Patrick John Morrison (born July 15, 1939), better known by his stage name Patrick Wayne, is an American actor. He is the second son of movie star John Wayne and his first wife, Josephine Alicia Saenz. He made over 40 films, including eleven with his father.

Later in his career, Wayne became a television host with the 1980 variety program The Monte Carlo Show and the 1990 revival of Tic-Tac-Dough.

Early life and career 
Born in Los Angeles, he is one of John Wayne's four children by his first wife, Josephine Alicia Saenz, daughter of Panama's Consul General to the U.S. He adopted his father's stage surname, Wayne.
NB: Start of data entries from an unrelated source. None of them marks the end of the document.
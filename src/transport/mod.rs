//! HTTP transport abstraction
//!
//! The provider issues exactly one GET request per lookup through the
//! [`Transport`] trait, so callers can configure the real client (timeouts,
//! proxies) and tests can substitute canned responses.

pub mod http;

use crate::error::Result;

/// Trait for the HTTP transport used by the provider
///
/// Implementations must be thread-safe (Send + Sync); the provider itself
/// holds no mutable state and is shared freely across threads.
pub trait Transport: Send + Sync {
    /// Issue a GET request and return the full response body
    fn send(&self, url: &str) -> Result<String>;
}
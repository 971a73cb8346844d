//! API Routes
//!
//! HTTP endpoints: the gossip status exchange, liveness, metrics and a
//! read-only view of the registry.

use axum::{
    body::Bytes,
    extract::State,
    http::{header, HeaderName, StatusCode},
    response::IntoResponse,
    routing::{get, post},
    Json, Router,
};
use chrono::Utc;
use std::sync::Arc;
use tower_http::trace::TraceLayer;
use tracing::{debug, info};

use crate::api::Metrics;
use crate::config::NodeConfig;
use crate::registry::{Registry, SharedRegistry};
use crate::types::{self, StatusRequest, StatusResponse, STATUS_PATH};

/// Shared API state
pub struct ApiState {
    pub config: Arc<NodeConfig>,
    pub registry: SharedRegistry,
    pub metrics: Arc<Metrics>,
}

/// Build the router serving every endpoint of the node
pub fn router(state: Arc<ApiState>) -> Router {
    Router::new()
        // Gossip
        .route(STATUS_PATH, post(post_status))

        // Health & Status
        .route("/health", get(health_check))
        .route("/status", get(get_status))

        // Metrics
        .route("/metrics", get(get_metrics_prometheus))
        .route("/metrics/json", get(get_metrics_json))

        // Registry
        .route("/peers", get(get_peers))

        .layer(TraceLayer::new_for_http())
        .with_state(state)
}

/// Run the HTTP API server on the configured address
pub async fn run_api_server(
    config: Arc<NodeConfig>,
    registry: SharedRegistry,
    metrics: Arc<Metrics>,
) -> anyhow::Result<()> {
    let addr = config.listen_addr()?;
    let listener = tokio::net::TcpListener::bind(addr).await?;
    info!("📡 Status server listening on {}", addr);

    serve(listener, config, registry, metrics).await
}

/// Serve on an already bound listener
pub async fn serve(
    listener: tokio::net::TcpListener,
    config: Arc<NodeConfig>,
    registry: SharedRegistry,
    metrics: Arc<Metrics>,
) -> anyhow::Result<()> {
    let state = Arc::new(ApiState {
        config,
        registry,
        metrics,
    });

    axum::serve(listener, router(state)).await?;
    Ok(())
}

/// GET /health - Simple health check
async fn health_check() -> impl IntoResponse {
    "OK"
}

/// POST /api/status - Answer a probe and accept an announcement
async fn post_status(State(state): State<Arc<ApiState>>, body: Bytes) -> impl IntoResponse {
    state.metrics.inc_status_requests();

    let request = StatusRequest::from_body(&body);

    let discoveries = {
        let reg = state.registry.read().await;
        discoveries_for(&reg, &request, state.config.discovery_limit)
    };

    debug!(
        "Status request (discovery={}, announce={:?}) answered with {} peers",
        request.discovery,
        request.announcement(),
        discoveries.len()
    );

    if let Some(url) = request.announcement() {
        if url != state.config.url {
            spawn_registration(state.clone(), url.to_string());
        }
    }

    let response = StatusResponse::ok(discoveries);
    let request_time = types::format_request_time(Utc::now());

    (
        StatusCode::OK,
        [
            (header::CONTENT_TYPE, "application/json".to_string()),
            (HeaderName::from_static("x-request-time"), request_time),
        ],
        Json(response),
    )
}

/// Peers to return for a status request.
///
/// Empty unless the caller asked for discovery. Capped by the smaller of
/// the caller's limit and our own; the full snapshot is sent when it fits.
fn discoveries_for(registry: &Registry, request: &StatusRequest, configured_limit: usize) -> Vec<String> {
    match request.discovery_intent() {
        None => Vec::new(),
        Some(requested) => {
            let cap = requested.map_or(configured_limit, |limit| limit.min(configured_limit));
            registry.sample(cap)
        }
    }
}

/// Register an announced caller off the request path
fn spawn_registration(state: Arc<ApiState>, url: String) {
    tokio::spawn(async move {
        let mut reg = state.registry.write().await;
        if reg.register(&url) {
            state.metrics.add_peers_discovered(1);
        }
        state.metrics.set_known_peers(reg.len() as u64);
    });
}

/// GET /status - Detailed status
async fn get_status(State(state): State<Arc<ApiState>>) -> impl IntoResponse {
    let stats = state.registry.read().await.stats();

    Json(serde_json::json!({
        "status": "healthy",
        "version": env!("CARGO_PKG_VERSION"),
        "url": state.config.url,
        "uptime_secs": state.metrics.uptime_secs(),
        "registry": stats,
    }))
}

/// GET /metrics - Prometheus format metrics
async fn get_metrics_prometheus(State(state): State<Arc<ApiState>>) -> impl IntoResponse {
    {
        let reg = state.registry.read().await;
        state.metrics.set_known_peers(reg.len() as u64);
    }

    (
        StatusCode::OK,
        [(header::CONTENT_TYPE, "text/plain; charset=utf-8")],
        state.metrics.to_prometheus(),
    )
}

/// GET /metrics/json - JSON format metrics
async fn get_metrics_json(State(state): State<Arc<ApiState>>) -> impl IntoResponse {
    {
        let reg = state.registry.read().await;
        state.metrics.set_known_peers(reg.len() as u64);
    }

    Json(state.metrics.to_json())
}

/// GET /peers - Known hosts with their statistics
async fn get_peers(State(state): State<Arc<ApiState>>) -> impl IntoResponse {
    let reg = state.registry.read().await;

    let peers: Vec<_> = reg
        .hosts()
        .map(|h| serde_json::json!({
            "url": h.url,
            "priority": h.priority,
            "score": h.checks.score(),
            "average": h.checks.average(),
            "checks": h.checks.size(),
            "last_check": h.checks.last(),
            "offline_since": h.checks.outage_start(),
        }))
        .collect();

    Json(serde_json::json!({
        "count": peers.len(),
        "peers": peers,
    }))
}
He made eleven movies with his father: Rio Grande (1950), The Quiet Man (1952), The High and the Mighty (1954) - as a props assistant, The Conqueror (1956), The Searchers (1956), The Alamo (1960), The Comancheros (1961), Donovan's Reef (1963), McLintock! (1963), The Green Berets (1968) and Big Jake (1971).
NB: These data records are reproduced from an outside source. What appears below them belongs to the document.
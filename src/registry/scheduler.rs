//! Probe Scheduler
//!
//! Max-priority structure over host URLs. `next` peeks the top entry
//! without removing it; the probe loop re-ranks it afterwards with
//! `reprioritize`. Entries are never evicted.

use std::collections::{BTreeSet, HashMap};

/// Lowest fast-track priority. Regular priorities stay far below it.
pub const FAST_TRACK_FLOOR: i64 = i64::MAX / 2;

/// A host URL with its current scheduling weight (higher = probe sooner)
#[derive(Debug, Clone, PartialEq, Eq)]
pub struct ScheduleEntry {
    pub url: String,
    pub priority: i64,
}

#[derive(Debug, Clone, Copy, PartialEq, Eq, thiserror::Error)]
pub enum ScheduleError {
    #[error("No hosts to schedule")]
    EmptyRegistry,
}

/// Priority queue with peek and O(log n) re-keying
#[derive(Debug, Default)]
pub struct Scheduler {
    /// Ordered by (priority, url); the last element is the next to probe
    ranking: BTreeSet<(i64, String)>,

    /// Current priority of each URL
    priorities: HashMap<String, i64>,

    /// Fast-track priorities handed out so far
    fast_tracked: u64,
}

impl Scheduler {
    pub fn new() -> Self {
        Self::default()
    }

    pub fn len(&self) -> usize {
        self.priorities.len()
    }

    pub fn is_empty(&self) -> bool {
        self.priorities.is_empty()
    }

    pub fn contains(&self, url: &str) -> bool {
        self.priorities.contains_key(url)
    }

    /// Highest priority among all entries
    pub fn max_priority(&self) -> Option<i64> {
        self.ranking.last().map(|(priority, _)| *priority)
    }

    /// Insert a new URL on the fast track: its priority is strictly
    /// greater than every priority currently in the queue.
    ///
    /// Returns `None` if the URL is already scheduled.
    pub fn insert(&mut self, url: &str) -> Option<i64> {
        if self.contains(url) {
            return None;
        }

        let priority = self.fast_track_priority();
        self.fast_tracked += 1;

        self.ranking.insert((priority, url.to_string()));
        self.priorities.insert(url.to_string(), priority);
        Some(priority)
    }

    /// Entry with the maximum priority, left in place
    pub fn next(&self) -> Result<ScheduleEntry, ScheduleError> {
        self.ranking
            .last()
            .map(|(priority, url)| ScheduleEntry {
                url: url.clone(),
                priority: *priority,
            })
            .ok_or(ScheduleError::EmptyRegistry)
    }

    /// Replace the priority of `url`. Returns false for unknown URLs.
    pub fn reprioritize(&mut self, url: &str, priority: i64) -> bool {
        let Some(current) = self.priorities.get_mut(url) else {
            return false;
        };

        let old = std::mem::replace(current, priority);
        let mut key = (old, url.to_string());
        self.ranking.remove(&key);
        key.0 = priority;
        self.ranking.insert(key);
        true
    }

    fn fast_track_priority(&self) -> i64 {
        let candidate = FAST_TRACK_FLOOR.saturating_add(self.fast_tracked as i64);
        match self.max_priority() {
            Some(max) if max >= candidate => max.saturating_add(1),
            _ => candidate,
        }
    }
}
Patrick made his film debut at age 11 in his father's film Rio Grande. He followed that with films directed by John Ford: The Quiet Man (1952), The Sun Shines Bright (1953), The Long Gray Line (1955), Mister Roberts (1955) and The Searchers (1956).
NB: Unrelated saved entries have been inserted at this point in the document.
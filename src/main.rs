// Allow dead code - some accessors exist for monitoring endpoints and tests only
#![allow(dead_code)]

//! Peer Uptime Node
//!
//! Decentralized peer health monitor. Every node probes the peers it
//! knows over HTTP, keeps a smoothed reliability score per peer and
//! gossips its peer list so the network of monitors discovers itself.
//!
//! ## Architecture
//!
//! ```text
//! ┌─────────────────────────────────────────────────────────────┐
//! │                      PEER UPTIME NODE                       │
//! ├─────────────────────────────────────────────────────────────┤
//! │  Probe Loop         ──→ next host, POST /api/status, score  │
//! │  Registry (RwLock)  ←── hosts, scheduler, probe counter     │
//! │  Status Server      ←── answers probes, registers callers   │
//! │  HTTP API           ←── /health, /metrics, /peers           │
//! └─────────────────────────────────────────────────────────────┘
//! ```

use clap::Parser;
use std::path::PathBuf;
use std::sync::Arc;
use tracing::{error, info, warn};

mod api;
mod config;
mod probe;
mod registry;
mod types;

#[cfg(test)]
mod tests;

use api::Metrics;
use config::NodeConfig;
use registry::Registry;

/// Peer Uptime - decentralized peer health monitor
#[derive(Parser, Debug)]
#[command(name = "peer-uptime")]
#[command(author = "PeerUptime Contributors")]
#[command(version = "0.1.0")]
#[command(about = "Probe peers, score their uptime and gossip the peer list", long_about = None)]
struct Args {
    /// Path to configuration file
    #[arg(short, long, default_value = "peer-uptime.toml")]
    config: PathBuf,

    /// Interface the status server binds to
    #[arg(long, env = "PEER_IP")]
    ip: Option<String>,

    /// Port the status server binds to
    #[arg(long, env = "PEER_PORT")]
    port: Option<u16>,

    /// URL under which other peers reach this node
    #[arg(long, env = "PEER_URL")]
    url: Option<String>,

    /// Bootstrap peer probed first
    #[arg(long, env = "PEER_DISCOVERY_URL")]
    discovery_url: Option<String>,

    /// Score memory factor (k >= 1)
    #[arg(long, env = "PEER_MEMORY_SCORE_FACTOR")]
    memory_factor: Option<u32>,

    /// Pause between probe cycles in milliseconds
    #[arg(long, env = "PEER_WAITING_TIME")]
    waiting_time: Option<u64>,

    /// Maximum peers exchanged per discovery reply
    #[arg(long, env = "PEER_DISCOVERY_LIMIT")]
    discovery_limit: Option<usize>,

    /// Run the status server (true/false)
    #[arg(long, env = "PEER_SERVER")]
    server: Option<bool>,

    /// Run the probe loop (true/false)
    #[arg(long, env = "PEER_CLIENT")]
    client: Option<bool>,

    /// Log level (trace, debug, info, warn, error)
    #[arg(long, default_value = "info")]
    log_level: String,
}

#[tokio::main]
async fn main() -> anyhow::Result<()> {
    let args = Args::parse();

    // Initialize logging
    tracing_subscriber::fmt()
        .with_env_filter(
            tracing_subscriber::EnvFilter::try_from_default_env()
                .unwrap_or_else(|_| args.log_level.clone().into())
        )
        .init();

    info!("🛰️  Peer Uptime Node v{}", env!("CARGO_PKG_VERSION"));

    // Load configuration
    let config = if args.config.exists() {
        NodeConfig::load(&args.config)?
    } else {
        warn!("Config file not found, using defaults");
        NodeConfig::default()
    };

    // Override config with CLI args / environment
    let config = config
        .with_listen_ip(args.ip)
        .with_port(args.port)
        .with_url(args.url)
        .with_discovery_url(args.discovery_url)
        .with_memory_factor(args.memory_factor)
        .with_waiting_time_ms(args.waiting_time)
        .with_discovery_limit(args.discovery_limit)
        .with_server_enabled(args.server)
        .with_client_enabled(args.client);

    config.validate()?;

    info!("⚙️  Configuration:");
    info!("   Listen: {}:{}", config.listen_ip, config.port);
    info!("   Advertised URL: {}", config.url);
    info!("   Discovery URL: {}", config.discovery_url);
    info!("   Memory factor: {}", config.memory_factor);
    info!("   Probe interval: {}ms", config.waiting_time_ms);
    info!("   Discovery limit: {}", config.discovery_limit);

    let shared_config = Arc::new(config);

    // Initialize registry with the bootstrap peer
    let mut registry = Registry::new(shared_config.url.clone());
    if !registry.register(&shared_config.discovery_url) {
        warn!("Discovery URL is empty or this node's own URL, starting with an empty registry");
    }
    let registry = registry.shared();

    let metrics = Arc::new(Metrics::new());
    metrics.set_known_peers(registry.read().await.len() as u64);

    // Start enabled services
    let server_handle = shared_config.server_enabled.then(|| {
        tokio::spawn(api::run_api_server(
            shared_config.clone(),
            registry.clone(),
            metrics.clone(),
        ))
    });

    let probe_handle = shared_config.client_enabled.then(|| {
        tokio::spawn(probe::run_probe_loop(
            shared_config.clone(),
            registry.clone(),
            metrics.clone(),
        ))
    });

    info!("✅ Services started (server={}, client={})", server_handle.is_some(), probe_handle.is_some());
    info!("   Press Ctrl+C to shutdown");

    // Wait for shutdown signal
    tokio::select! {
        _ = tokio::signal::ctrl_c() => {
            info!("🛑 Shutdown signal received");
        }
        result = join_optional(server_handle) => {
            error!("Status server exited: {:?}", result);
        }
        result = join_optional(probe_handle) => {
            error!("Probe loop exited: {:?}", result);
        }
    }

    let stats = registry.read().await.stats();
    info!(
        "👋 Peer Uptime Node shutting down ({} peers known, {} probes run)",
        stats.total_peers, stats.probe_counter
    );
    Ok(())
}

/// Await a service handle, or never resolve if the service is disabled
async fn join_optional(
    handle: Option<tokio::task::JoinHandle<anyhow::Result<()>>>,
) -> Result<anyhow::Result<()>, tokio::task::JoinError> {
    match handle {
        Some(handle) => handle.await,
        None => std::future::pending().await,
    }
}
Other television work included the baseball teleplay Rookie of the Year (1955), directed by John Ford and starring John Wayne, and Flashing Spikes (1962), a baseball television anthology installment directed by Ford and starring James Stewart, with John Wayne in an extended cameo role. Patrick Wayne played similar roles in both shows as baseball players.

Following high school, Patrick attended Loyola Marymount University, where he was a member of Alpha Delta Gamma fraternity; he graduated in 1961. During this time, he struck out on his own to star in his own film The Young Land (1959). He supported his father in The Alamo, Donovan's Reef, McLintock! and The Green Berets. He also appeared in Ford's sprawling epic Cheyenne Autumn (1964), as James Stewart's son in Shenandoah (1965), in An Eye for an Eye (1966), The Deserter (1971), and in a lead role in The Bears and I for Walt Disney (1974). Patrick also served a tour of duty with the United States Coast Guard from 1961 to 1965.

Later works 
Following work on his father's 1971 film Big Jake, Wayne earned recognition in the sci-fi genre. His career peaked in the late 1970s in the popular matinee fantasy Sinbad and the Eye of the Tiger (1977), then in The People That Time Forgot (1977). Wayne also screen-tested for the title role of Superman.  He co-starred as a romantic love interest to Shirley Jones in the brief TV series Shirley (1979). He was the host of The Monte Carlo Show in 1980 and occasionally worked on game shows and syndicated variety series.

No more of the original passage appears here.